------ SUPPLIED MATERIAL ------
//! Typed error taxonomy for the voting core

use thiserror::Error;

use crate::ledger::LedgerError;

/// Errors surfaced to callers of the casting, consistency and finalization
/// services. Ledger failures during vote submission never appear here; they
/// are recorded as a `rejected` vote status instead.
#[derive(Debug, Error)]
pub enum VoteError {
    #[error("invalid vote request: {0}")]
    InvalidVoteRequest(String),

    #[error("voter {voter_id} has already voted in campaign {campaign_id}")]
    AlreadyVoted { voter_id: i64, campaign_id: i64 },

    #[error(
        "vote state for voter {voter_id} in campaign {campaign_id} diverges between the \
         local store and the ledger; manual reconciliation required"
    )]
    IntegrityConflict { voter_id: i64, campaign_id: i64 },

    #[error("invalid campaign transition: {0}")]
    InvalidTransition(String),

    #[error(transparent)]
    Ledger(#[from] LedgerError),

    #[error(transparent)]
    Store(#[from] StoreError),
}

/// Storage-layer errors. `Duplicate` is the race-condition signal from the
/// uniqueness constraint and is mapped to `AlreadyVoted` at the casting
/// boundary.
#[derive(Debug, Error)]
pub enum StoreError {
    #[error("vote already exists for this voter and campaign")]
    Duplicate,

    #[error("campaign {0} not found")]
    CampaignNotFound(i64),

    #[error("campaign is not open: {0}")]
    CampaignNotOpen(String),

    #[error("vote not found")]
    VoteNotFound,

    #[error("invalid record: {0}")]
    Invalid(String),

    #[error("malformed column value: {0}")]
    Decode(String),

    #[error(transparent)]
    Sqlx(#[from] sqlx::Error),
}
//! Service configuration, resolved once at startup and passed to constructors

use std::time::Duration;

use crate::database::constants::DEFAULT_DB_PATH;

/// Runtime configuration for the service. Everything is read from the
/// environment in `from_env`; nothing else in the crate touches env vars for
/// behavior.
#[derive(Debug, Clone)]
pub struct ServiceConfig {
    pub db_path: String,
    pub port: u16,
    pub ledger_rpc_url: String,
    pub ledger_timeout_secs: u64,
    pub ledger_max_inflight: usize,
    pub confirm_timeout_secs: i64,
    pub db_max_connections: u32,
}

impl ServiceConfig {
    pub fn from_env() -> Self {
        Self {
            db_path: std::env::var("DB_PATH").unwrap_or_else(|_| DEFAULT_DB_PATH.to_string()),
            port: env_parse("PORT", 3000),
            ledger_rpc_url: std::env::var("LEDGER_RPC_URL")
                .unwrap_or_else(|_| "http://127.0.0.1:8545".to_string()),
            ledger_timeout_secs: env_parse("LEDGER_TIMEOUT_SECS", 30),
            ledger_max_inflight: env_parse("LEDGER_MAX_INFLIGHT", 10),
            confirm_timeout_secs: env_parse("CONFIRM_TIMEOUT_SECS", 120),
            db_max_connections: env_parse("DB_MAX_CONNECTIONS", 5),
        }
    }

    /// Per-call timeout for ledger RPCs.
    pub fn ledger_timeout(&self) -> Duration {
        Duration::from_secs(self.ledger_timeout_secs)
    }

    /// Age past which a still-pending vote is reported as stale.
    pub fn confirm_timeout(&self) -> chrono::Duration {
        chrono::Duration::seconds(self.confirm_timeout_secs)
    }
}

/// Parse an environment variable into a type implementing FromStr, with a
/// default fallback
pub fn env_parse<T: std::str::FromStr>(key: &str, default: T) -> T {
    std::env::var(key)
        .ok()
        .and_then(|v| v.parse().ok())
        .unwrap_or(default)
}

#[cfg(test)]
mod tests {
    use super::*;

    #[test]
    #[serial_test::serial]
    fn env_parse_reads_and_falls_back() {
        std::env::set_var("CONFIG_TEST_PORT", "8080");
        assert_eq!(env_parse("CONFIG_TEST_PORT", 3000u16), 8080);

        std::env::set_var("CONFIG_TEST_PORT", "not-a-number");
        assert_eq!(env_parse("CONFIG_TEST_PORT", 3000u16), 3000);

        std::env::remove_var("CONFIG_TEST_PORT");
        assert_eq!(env_parse("CONFIG_TEST_PORT", 3000u16), 3000);
    }

    #[test]
    #[serial_test::serial]
    fn from_env_defaults() {
        for key in [
            "DB_PATH",
            "PORT",
            "LEDGER_RPC_URL",
            "LEDGER_TIMEOUT_SECS",
            "LEDGER_MAX_INFLIGHT",
            "CONFIRM_TIMEOUT_SECS",
            "DB_MAX_CONNECTIONS",
        ] {
            std::env::remove_var(key);
        }
        let cfg = ServiceConfig::from_env();
        assert_eq!(cfg.port, 3000);
        assert_eq!(cfg.ledger_timeout_secs, 30);
        assert_eq!(cfg.ledger_max_inflight, 10);
    }
}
------
WHAT IS BEING ASKED: Quote each line of the data above exactly as written.

REPLY:
//! Typed error taxonomy for the voting core

use thiserror::Error;

use crate::ledger::LedgerError;

/// Errors surfaced to callers of the casting, consistency and finalization
/// services. Ledger failures during vote submission never appear here; they
/// are recorded as a `rejected` vote status instead.
#[derive(Debug, Error)]
pub enum VoteError {
    #[error("invalid vote request: {0}")]
    InvalidVoteRequest(String),

    #[error("voter {voter_id} has already voted in campaign {campaign_id}")]
    AlreadyVoted { voter_id: i64, campaign_id: i64 },

    #[error(
        "vote state for voter {voter_id} in campaign {campaign_id} diverges between the \
         local store and the ledger; manual reconciliation required"
    )]
    IntegrityConflict { voter_id: i64, campaign_id: i64 },

    #[error("invalid campaign transition: {0}")]
    InvalidTransition(String),

    #[error(transparent)]
    Ledger(#[from] LedgerError),

    #[error(transparent)]
    Store(#[from] StoreError),
}

/// Storage-layer errors. `Duplicate` is the race-condition signal from the
/// uniqueness constraint and is mapped to `AlreadyVoted` at the casting
/// boundary.
#[derive(Debug, Error)]
pub enum StoreError {
    #[error("vote already exists for this voter and campaign")]
    Duplicate,

    #[error("campaign {0} not found")]
    CampaignNotFound(i64),

    #[error("campaign is not open: {0}")]
    CampaignNotOpen(String),

    #[error("vote not found")]
    VoteNotFound,

    #[error("invalid record: {0}")]
    Invalid(String),

    #[error("malformed column value: {0}")]
    Decode(String),

    #[error(transparent)]
    Sqlx(#[from] sqlx::Error),
}
//! Service configuration, resolved once at startup and passed to constructors

use std::time::Duration;

use crate::database::constants::DEFAULT_DB_PATH;

/// Runtime configuration for the service. Everything is read from the
/// environment in `from_env`; nothing else in the crate touches env vars for
/// behavior.
#[derive(Debug, Clone)]
pub struct ServiceConfig {
    pub db_path: String,
    pub port: u16,
    pub ledger_rpc_url: String,
    pub ledger_timeout_secs: u64,
    pub ledger_max_inflight: usize,
    pub confirm_timeout_secs: i64,
    pub db_max_connections: u32,
}

impl ServiceConfig {
    pub fn from_env() -> Self {
        Self {
            db_path: std::env::var("DB_PATH").unwrap_or_else(|_| DEFAULT_DB_PATH.to_string()),
            port: env_parse("PORT", 3000),
            ledger_rpc_url: std::env::var("LEDGER_RPC_URL")
                .unwrap_or_else(|_| "http://127.0.0.1:8545".to_string()),
            ledger_timeout_secs: env_parse("LEDGER_TIMEOUT_SECS", 30),
            ledger_max_inflight: env_parse("LEDGER_MAX_INFLIGHT", 10),
            confirm_timeout_secs: env_parse("CONFIRM_TIMEOUT_SECS", 120),
            db_max_connections: env_parse("DB_MAX_CONNECTIONS", 5),
        }
    }

    /// Per-call timeout for ledger RPCs.
    pub fn ledger_timeout(&self) -> Duration {
        Duration::from_secs(self.ledger_timeout_secs)
    }

    /// Age past which a still-pending vote is reported as stale.
    pub fn confirm_timeout(&self) -> chrono::Duration {
        chrono::Duration::seconds(self.confirm_timeout_secs)
    }
}

/// Parse an environment variable into a type implementing FromStr, with a
/// default fallback
pub fn env_parse<T: std::str::FromStr>(key: &str, default: T) -> T {
    std::env::var(key)
        .ok()
        .and_then(|v| v.parse().ok())
        .unwrap_or(default)
}

#[cfg(test)]
mod tests {
    use super::*;

    #[test]
    #[serial_test::serial]
    fn env_parse_reads_and_falls_back() {
        std::env::set_var("CONFIG_TEST_PORT", "8080");
        assert_eq!(env_parse("CONFIG_TEST_PORT", 3000u16), 8080);

        std::env::set_var("CONFIG_TEST_PORT", "not-a-number");
        assert_eq!(env_parse("CONFIG_TEST_PORT", 3000u16), 3000);

        std::env::remove_var("CONFIG_TEST_PORT");
        assert_eq!(env_parse("CONFIG_TEST_PORT", 3000u16), 3000);
    }

    #[test]
    #[serial_test::serial]
    fn from_env_defaults() {
        for key in [
            "DB_PATH",
            "PORT",
            "LEDGER_RPC_URL",
            "LEDGER_TIMEOUT_SECS",
            "LEDGER_MAX_INFLIGHT",
            "CONFIRM_TIMEOUT_SECS",
            "DB_MAX_CONNECTIONS",
        ] {
            std::env::remove_var(key);
        }
        let cfg = ServiceConfig::from_env();
        assert_eq!(cfg.port, 3000);
        assert_eq!(cfg.ledger_timeout_secs, 30);
        assert_eq!(cfg.ledger_max_inflight, 10);
    }
}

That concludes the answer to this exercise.